> **Exercise details**
The number of lines containing "ModuleVersionReserved" is the only answer wanted; work it out from the entries below.

> **Material to process**

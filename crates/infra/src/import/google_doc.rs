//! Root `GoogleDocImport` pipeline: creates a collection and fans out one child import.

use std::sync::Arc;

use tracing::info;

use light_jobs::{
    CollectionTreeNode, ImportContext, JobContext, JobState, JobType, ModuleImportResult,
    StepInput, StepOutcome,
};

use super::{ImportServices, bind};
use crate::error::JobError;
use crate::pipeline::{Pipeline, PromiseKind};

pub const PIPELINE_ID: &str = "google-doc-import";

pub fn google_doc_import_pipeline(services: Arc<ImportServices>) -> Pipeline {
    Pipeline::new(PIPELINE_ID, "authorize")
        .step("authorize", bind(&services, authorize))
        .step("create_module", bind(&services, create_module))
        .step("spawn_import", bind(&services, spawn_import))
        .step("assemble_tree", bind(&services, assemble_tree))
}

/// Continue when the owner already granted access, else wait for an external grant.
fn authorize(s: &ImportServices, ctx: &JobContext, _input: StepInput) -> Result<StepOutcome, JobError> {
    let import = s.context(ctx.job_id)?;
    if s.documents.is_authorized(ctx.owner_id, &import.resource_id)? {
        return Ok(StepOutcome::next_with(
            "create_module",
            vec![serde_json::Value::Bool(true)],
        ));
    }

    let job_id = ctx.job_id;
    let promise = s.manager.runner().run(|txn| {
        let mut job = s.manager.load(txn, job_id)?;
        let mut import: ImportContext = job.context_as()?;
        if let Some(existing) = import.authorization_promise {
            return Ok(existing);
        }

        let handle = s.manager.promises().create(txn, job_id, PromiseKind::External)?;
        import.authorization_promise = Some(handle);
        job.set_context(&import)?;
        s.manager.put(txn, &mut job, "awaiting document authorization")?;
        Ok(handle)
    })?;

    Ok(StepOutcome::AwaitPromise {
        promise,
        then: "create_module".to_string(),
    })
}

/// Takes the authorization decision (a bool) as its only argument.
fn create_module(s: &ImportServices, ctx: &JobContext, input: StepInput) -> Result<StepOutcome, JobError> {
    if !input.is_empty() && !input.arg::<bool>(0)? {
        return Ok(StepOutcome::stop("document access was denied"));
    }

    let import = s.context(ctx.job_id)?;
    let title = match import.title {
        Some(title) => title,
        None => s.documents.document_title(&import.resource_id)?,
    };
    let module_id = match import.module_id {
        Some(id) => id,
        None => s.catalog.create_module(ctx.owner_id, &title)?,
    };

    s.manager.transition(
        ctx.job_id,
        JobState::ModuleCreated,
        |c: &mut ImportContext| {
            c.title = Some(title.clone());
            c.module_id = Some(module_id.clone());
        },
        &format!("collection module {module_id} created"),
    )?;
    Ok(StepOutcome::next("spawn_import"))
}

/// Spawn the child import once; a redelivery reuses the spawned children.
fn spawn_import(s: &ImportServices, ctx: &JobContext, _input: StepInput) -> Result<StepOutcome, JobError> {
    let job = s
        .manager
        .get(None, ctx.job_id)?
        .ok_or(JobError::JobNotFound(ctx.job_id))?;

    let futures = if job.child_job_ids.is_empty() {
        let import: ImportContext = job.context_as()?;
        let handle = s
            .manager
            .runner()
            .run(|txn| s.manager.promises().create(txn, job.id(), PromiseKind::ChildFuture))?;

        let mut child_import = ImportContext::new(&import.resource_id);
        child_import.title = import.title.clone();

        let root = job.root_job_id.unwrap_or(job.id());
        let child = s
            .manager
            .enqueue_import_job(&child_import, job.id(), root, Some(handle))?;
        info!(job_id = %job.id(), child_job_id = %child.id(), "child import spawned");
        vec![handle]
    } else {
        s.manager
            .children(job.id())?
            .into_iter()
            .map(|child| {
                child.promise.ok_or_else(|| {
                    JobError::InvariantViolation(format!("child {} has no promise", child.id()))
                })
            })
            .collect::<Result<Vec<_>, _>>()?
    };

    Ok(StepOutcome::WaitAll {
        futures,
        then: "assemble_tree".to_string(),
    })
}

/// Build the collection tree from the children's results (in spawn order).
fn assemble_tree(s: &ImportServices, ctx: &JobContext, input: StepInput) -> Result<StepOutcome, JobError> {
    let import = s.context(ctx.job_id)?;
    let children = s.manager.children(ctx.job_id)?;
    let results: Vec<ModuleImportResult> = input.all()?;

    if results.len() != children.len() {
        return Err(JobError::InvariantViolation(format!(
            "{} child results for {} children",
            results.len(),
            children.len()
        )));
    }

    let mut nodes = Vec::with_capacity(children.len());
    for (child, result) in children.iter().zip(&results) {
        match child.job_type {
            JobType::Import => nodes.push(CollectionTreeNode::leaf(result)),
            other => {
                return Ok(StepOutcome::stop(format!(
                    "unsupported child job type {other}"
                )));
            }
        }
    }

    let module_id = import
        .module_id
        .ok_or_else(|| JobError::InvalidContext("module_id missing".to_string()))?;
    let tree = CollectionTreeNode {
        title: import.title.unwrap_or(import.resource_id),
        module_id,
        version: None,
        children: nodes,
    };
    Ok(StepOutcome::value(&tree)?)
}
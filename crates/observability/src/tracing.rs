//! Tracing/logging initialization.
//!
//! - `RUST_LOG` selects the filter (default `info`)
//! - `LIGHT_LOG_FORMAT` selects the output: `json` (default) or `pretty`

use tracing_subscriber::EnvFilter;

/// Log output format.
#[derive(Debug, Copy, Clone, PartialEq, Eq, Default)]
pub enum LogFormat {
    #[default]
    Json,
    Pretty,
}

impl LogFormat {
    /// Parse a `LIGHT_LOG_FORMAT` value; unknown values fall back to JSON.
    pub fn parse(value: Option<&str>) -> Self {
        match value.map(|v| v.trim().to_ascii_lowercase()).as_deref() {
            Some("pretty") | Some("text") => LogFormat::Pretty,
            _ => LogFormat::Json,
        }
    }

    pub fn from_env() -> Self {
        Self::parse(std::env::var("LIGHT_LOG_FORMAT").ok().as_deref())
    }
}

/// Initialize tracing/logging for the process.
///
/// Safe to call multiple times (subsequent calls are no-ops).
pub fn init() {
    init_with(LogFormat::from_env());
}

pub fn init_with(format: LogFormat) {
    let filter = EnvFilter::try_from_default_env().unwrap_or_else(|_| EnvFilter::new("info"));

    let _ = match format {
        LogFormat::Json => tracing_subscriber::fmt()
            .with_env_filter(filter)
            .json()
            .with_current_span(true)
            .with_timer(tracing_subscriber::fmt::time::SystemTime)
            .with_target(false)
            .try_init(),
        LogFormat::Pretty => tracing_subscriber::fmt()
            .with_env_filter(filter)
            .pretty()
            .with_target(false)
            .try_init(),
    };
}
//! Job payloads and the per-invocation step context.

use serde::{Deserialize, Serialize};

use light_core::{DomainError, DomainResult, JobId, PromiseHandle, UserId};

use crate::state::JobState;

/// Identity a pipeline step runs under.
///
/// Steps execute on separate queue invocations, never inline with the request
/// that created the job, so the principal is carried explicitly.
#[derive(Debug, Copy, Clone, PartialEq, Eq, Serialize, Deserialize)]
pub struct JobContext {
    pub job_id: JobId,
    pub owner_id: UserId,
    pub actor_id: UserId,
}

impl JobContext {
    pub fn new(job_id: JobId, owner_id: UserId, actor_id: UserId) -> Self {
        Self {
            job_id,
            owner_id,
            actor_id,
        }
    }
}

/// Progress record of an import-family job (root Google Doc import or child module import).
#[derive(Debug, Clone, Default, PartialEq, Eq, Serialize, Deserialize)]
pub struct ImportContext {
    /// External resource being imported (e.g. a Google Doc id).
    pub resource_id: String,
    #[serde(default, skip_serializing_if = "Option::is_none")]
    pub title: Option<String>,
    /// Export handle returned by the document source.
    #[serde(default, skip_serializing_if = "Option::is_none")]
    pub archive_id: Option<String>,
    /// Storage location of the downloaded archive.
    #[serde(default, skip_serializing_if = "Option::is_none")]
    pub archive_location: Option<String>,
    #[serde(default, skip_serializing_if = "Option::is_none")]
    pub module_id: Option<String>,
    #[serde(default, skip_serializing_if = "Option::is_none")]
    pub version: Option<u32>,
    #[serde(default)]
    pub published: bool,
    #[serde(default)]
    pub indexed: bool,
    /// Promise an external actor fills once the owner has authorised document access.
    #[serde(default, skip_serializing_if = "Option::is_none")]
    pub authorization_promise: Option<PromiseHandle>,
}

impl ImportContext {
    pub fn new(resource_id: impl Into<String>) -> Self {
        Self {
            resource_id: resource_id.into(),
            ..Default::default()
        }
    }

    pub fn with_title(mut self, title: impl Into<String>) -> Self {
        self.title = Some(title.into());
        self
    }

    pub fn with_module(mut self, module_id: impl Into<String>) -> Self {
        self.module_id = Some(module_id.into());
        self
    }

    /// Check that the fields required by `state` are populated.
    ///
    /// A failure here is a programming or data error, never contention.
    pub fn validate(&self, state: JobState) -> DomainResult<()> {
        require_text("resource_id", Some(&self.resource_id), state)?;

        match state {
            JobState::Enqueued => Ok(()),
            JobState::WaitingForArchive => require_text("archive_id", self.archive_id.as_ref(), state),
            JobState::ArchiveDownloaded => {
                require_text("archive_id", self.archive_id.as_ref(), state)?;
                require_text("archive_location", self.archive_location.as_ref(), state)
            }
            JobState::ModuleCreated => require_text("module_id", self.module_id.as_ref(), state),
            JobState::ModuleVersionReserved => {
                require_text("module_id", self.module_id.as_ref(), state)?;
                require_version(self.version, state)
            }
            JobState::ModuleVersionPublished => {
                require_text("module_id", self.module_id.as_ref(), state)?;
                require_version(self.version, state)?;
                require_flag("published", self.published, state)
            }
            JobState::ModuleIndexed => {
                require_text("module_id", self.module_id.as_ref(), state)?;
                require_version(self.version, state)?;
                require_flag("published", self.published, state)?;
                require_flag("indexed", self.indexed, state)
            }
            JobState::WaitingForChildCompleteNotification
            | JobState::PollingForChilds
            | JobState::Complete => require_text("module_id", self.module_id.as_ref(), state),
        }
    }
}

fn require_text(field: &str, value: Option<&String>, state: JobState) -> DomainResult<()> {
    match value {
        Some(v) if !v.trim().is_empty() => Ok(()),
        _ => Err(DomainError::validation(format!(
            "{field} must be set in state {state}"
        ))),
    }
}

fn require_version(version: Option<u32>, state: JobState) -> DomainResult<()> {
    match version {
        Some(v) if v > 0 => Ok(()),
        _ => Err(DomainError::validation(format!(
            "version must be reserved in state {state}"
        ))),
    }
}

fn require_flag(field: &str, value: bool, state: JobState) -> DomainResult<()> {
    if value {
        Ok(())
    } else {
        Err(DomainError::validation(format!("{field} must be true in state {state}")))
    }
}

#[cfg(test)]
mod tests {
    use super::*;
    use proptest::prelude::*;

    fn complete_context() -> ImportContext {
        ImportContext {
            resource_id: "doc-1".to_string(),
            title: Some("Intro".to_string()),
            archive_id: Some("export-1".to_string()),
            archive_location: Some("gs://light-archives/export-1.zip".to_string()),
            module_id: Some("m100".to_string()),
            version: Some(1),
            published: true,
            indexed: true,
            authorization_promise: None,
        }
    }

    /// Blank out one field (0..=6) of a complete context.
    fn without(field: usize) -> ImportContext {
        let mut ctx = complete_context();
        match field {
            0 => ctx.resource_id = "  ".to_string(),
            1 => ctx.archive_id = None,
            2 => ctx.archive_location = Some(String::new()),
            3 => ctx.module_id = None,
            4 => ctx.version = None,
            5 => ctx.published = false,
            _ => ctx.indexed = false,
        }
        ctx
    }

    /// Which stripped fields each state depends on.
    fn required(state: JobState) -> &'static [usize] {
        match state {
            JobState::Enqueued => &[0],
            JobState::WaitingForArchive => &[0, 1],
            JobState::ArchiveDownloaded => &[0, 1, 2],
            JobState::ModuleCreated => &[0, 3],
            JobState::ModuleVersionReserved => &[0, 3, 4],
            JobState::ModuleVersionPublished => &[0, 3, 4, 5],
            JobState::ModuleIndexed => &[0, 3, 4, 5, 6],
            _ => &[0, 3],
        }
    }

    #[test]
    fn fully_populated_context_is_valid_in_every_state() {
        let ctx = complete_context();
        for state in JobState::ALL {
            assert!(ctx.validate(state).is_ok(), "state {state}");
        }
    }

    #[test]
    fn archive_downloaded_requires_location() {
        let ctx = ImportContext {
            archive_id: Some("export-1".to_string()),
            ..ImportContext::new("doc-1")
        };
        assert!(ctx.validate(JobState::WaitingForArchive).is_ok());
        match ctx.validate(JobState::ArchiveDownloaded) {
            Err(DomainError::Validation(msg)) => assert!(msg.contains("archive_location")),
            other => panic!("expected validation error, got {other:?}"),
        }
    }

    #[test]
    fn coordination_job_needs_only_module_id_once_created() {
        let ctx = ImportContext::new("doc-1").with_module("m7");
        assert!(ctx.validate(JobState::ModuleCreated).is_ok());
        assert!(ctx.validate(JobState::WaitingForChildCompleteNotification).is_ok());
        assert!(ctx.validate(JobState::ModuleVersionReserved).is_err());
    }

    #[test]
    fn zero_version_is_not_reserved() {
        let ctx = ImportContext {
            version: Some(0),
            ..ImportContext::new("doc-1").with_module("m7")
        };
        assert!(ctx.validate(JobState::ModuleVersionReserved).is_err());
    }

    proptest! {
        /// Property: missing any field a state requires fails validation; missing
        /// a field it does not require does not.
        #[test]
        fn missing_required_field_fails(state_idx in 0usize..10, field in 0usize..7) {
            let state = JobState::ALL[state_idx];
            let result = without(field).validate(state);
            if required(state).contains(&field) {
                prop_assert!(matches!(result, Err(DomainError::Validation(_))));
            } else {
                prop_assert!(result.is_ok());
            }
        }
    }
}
---
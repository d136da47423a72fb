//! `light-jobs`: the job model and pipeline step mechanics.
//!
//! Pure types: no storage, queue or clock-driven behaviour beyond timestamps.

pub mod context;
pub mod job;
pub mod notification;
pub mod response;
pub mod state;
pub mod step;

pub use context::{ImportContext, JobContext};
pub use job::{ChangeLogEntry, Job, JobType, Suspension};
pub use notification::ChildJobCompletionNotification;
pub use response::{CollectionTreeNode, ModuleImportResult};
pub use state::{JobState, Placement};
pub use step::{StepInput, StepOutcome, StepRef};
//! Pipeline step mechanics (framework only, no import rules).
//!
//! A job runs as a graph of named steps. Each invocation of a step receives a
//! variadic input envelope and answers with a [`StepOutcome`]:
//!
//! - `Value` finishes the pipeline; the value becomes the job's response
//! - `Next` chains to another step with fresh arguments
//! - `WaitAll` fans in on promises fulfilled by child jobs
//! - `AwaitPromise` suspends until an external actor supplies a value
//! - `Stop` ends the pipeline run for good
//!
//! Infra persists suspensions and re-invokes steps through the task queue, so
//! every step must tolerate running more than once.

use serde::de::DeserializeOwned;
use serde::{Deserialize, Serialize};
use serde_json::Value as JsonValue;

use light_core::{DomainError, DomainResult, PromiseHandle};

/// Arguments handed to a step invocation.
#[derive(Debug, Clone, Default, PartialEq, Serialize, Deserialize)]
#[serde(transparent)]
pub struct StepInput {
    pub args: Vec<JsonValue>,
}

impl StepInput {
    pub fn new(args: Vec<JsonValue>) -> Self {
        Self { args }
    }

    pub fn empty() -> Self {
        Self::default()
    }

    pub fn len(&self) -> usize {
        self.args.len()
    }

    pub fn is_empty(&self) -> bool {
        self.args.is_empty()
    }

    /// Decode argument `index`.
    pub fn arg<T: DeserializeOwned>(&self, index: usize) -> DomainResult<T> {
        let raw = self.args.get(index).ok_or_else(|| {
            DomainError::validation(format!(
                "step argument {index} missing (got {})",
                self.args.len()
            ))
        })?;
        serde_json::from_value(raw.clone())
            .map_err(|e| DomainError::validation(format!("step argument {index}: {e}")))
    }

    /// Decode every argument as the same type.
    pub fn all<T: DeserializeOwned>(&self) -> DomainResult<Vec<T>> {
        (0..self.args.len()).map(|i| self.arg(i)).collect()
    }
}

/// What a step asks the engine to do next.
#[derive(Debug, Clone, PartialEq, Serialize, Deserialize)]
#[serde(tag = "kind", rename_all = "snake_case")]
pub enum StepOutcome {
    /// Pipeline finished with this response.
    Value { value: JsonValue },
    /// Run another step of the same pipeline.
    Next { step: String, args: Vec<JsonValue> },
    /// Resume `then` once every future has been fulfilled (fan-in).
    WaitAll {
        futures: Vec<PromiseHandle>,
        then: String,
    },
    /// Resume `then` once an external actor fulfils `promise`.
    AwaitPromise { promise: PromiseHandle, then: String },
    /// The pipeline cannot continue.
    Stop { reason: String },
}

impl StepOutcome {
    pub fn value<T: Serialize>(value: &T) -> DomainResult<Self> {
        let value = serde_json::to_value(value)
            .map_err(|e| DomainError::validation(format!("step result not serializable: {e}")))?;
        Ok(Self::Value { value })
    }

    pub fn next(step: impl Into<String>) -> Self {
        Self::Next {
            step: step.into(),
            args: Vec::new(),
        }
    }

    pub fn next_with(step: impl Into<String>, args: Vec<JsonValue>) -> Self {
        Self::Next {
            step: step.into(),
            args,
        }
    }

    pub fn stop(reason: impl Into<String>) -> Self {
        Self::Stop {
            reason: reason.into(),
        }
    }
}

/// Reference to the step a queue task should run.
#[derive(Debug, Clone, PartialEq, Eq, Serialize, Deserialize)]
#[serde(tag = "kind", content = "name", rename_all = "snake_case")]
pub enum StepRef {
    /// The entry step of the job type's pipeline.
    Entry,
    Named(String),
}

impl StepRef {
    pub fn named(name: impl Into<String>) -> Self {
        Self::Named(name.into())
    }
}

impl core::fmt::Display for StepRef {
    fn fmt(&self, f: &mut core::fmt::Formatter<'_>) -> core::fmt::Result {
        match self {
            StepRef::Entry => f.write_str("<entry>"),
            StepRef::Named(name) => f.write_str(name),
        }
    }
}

> **Solution**
4